:: TASK DETAILS ::
Should the word "already" occur in a line of the records, copy that line.

(Collected data)
Start of Block

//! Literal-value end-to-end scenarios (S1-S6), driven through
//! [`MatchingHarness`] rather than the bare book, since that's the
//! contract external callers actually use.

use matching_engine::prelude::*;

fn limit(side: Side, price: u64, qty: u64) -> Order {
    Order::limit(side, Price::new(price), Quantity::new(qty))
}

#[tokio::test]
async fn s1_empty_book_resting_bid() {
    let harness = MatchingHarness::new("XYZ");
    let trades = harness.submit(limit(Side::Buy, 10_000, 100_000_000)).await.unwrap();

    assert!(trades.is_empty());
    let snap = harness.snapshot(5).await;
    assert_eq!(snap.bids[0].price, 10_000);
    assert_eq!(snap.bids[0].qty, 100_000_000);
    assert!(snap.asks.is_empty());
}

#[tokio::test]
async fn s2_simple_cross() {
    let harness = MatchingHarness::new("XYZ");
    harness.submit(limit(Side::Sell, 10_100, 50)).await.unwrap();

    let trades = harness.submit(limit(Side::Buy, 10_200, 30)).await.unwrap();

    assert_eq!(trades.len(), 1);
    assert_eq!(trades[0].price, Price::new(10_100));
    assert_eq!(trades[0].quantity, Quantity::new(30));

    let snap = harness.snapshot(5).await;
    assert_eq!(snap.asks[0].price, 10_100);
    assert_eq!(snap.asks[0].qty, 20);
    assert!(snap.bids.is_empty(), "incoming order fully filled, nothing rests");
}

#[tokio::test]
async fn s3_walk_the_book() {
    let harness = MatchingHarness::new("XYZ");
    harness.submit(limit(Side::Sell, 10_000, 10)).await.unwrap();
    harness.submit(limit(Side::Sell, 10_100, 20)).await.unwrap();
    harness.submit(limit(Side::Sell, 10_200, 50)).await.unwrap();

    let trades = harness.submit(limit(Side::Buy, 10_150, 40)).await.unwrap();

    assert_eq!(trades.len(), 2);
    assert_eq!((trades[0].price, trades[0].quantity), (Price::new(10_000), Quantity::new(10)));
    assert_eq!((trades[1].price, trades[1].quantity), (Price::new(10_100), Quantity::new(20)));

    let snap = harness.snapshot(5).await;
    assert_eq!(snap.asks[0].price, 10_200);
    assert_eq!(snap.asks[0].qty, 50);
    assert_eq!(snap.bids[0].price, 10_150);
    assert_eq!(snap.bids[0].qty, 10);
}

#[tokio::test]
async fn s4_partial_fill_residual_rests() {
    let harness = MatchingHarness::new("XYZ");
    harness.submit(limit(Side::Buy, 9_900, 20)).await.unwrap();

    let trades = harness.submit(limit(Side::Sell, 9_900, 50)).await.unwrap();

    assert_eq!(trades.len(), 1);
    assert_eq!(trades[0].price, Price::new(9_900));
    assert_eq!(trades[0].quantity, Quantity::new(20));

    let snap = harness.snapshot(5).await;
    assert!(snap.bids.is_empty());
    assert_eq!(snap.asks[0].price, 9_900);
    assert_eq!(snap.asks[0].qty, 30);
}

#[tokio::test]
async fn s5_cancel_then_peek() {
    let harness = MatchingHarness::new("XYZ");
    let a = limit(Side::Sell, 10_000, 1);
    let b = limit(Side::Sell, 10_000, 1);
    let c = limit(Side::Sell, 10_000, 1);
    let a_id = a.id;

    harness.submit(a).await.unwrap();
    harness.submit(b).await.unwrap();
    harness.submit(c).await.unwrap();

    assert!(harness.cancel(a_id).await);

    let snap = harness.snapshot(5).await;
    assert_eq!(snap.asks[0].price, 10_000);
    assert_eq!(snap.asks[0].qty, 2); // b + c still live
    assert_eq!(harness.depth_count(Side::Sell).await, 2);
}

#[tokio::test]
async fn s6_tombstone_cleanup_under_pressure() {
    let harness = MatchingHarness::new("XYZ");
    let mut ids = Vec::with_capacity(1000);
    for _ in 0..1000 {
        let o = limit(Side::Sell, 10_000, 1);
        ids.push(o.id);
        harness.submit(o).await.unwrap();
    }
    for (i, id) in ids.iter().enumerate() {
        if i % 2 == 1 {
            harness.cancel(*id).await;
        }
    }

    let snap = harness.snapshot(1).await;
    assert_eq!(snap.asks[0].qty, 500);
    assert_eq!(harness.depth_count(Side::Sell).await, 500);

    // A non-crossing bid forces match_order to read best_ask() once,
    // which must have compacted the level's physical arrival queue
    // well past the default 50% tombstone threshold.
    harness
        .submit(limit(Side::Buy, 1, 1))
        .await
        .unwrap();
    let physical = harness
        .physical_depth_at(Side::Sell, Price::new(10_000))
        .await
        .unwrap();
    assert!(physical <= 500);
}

End of Block
Start of Block

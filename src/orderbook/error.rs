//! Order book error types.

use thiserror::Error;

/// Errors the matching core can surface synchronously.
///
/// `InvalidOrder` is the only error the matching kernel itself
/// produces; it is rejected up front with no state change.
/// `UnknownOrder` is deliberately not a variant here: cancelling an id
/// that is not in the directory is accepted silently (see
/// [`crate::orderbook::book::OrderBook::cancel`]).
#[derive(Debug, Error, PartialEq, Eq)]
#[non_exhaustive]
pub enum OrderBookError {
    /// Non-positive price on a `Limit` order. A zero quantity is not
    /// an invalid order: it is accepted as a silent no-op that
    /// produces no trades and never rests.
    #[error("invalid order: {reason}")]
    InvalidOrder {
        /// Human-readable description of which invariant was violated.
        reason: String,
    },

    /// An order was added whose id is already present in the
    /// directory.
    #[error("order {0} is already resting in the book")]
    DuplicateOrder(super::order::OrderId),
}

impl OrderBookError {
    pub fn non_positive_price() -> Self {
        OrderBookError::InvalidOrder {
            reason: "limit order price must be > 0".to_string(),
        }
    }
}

End of Block

:: YOUR RESPONSE ::
    /// An order was added whose id is already present in the
    #[error("order {0} is already resting in the book")]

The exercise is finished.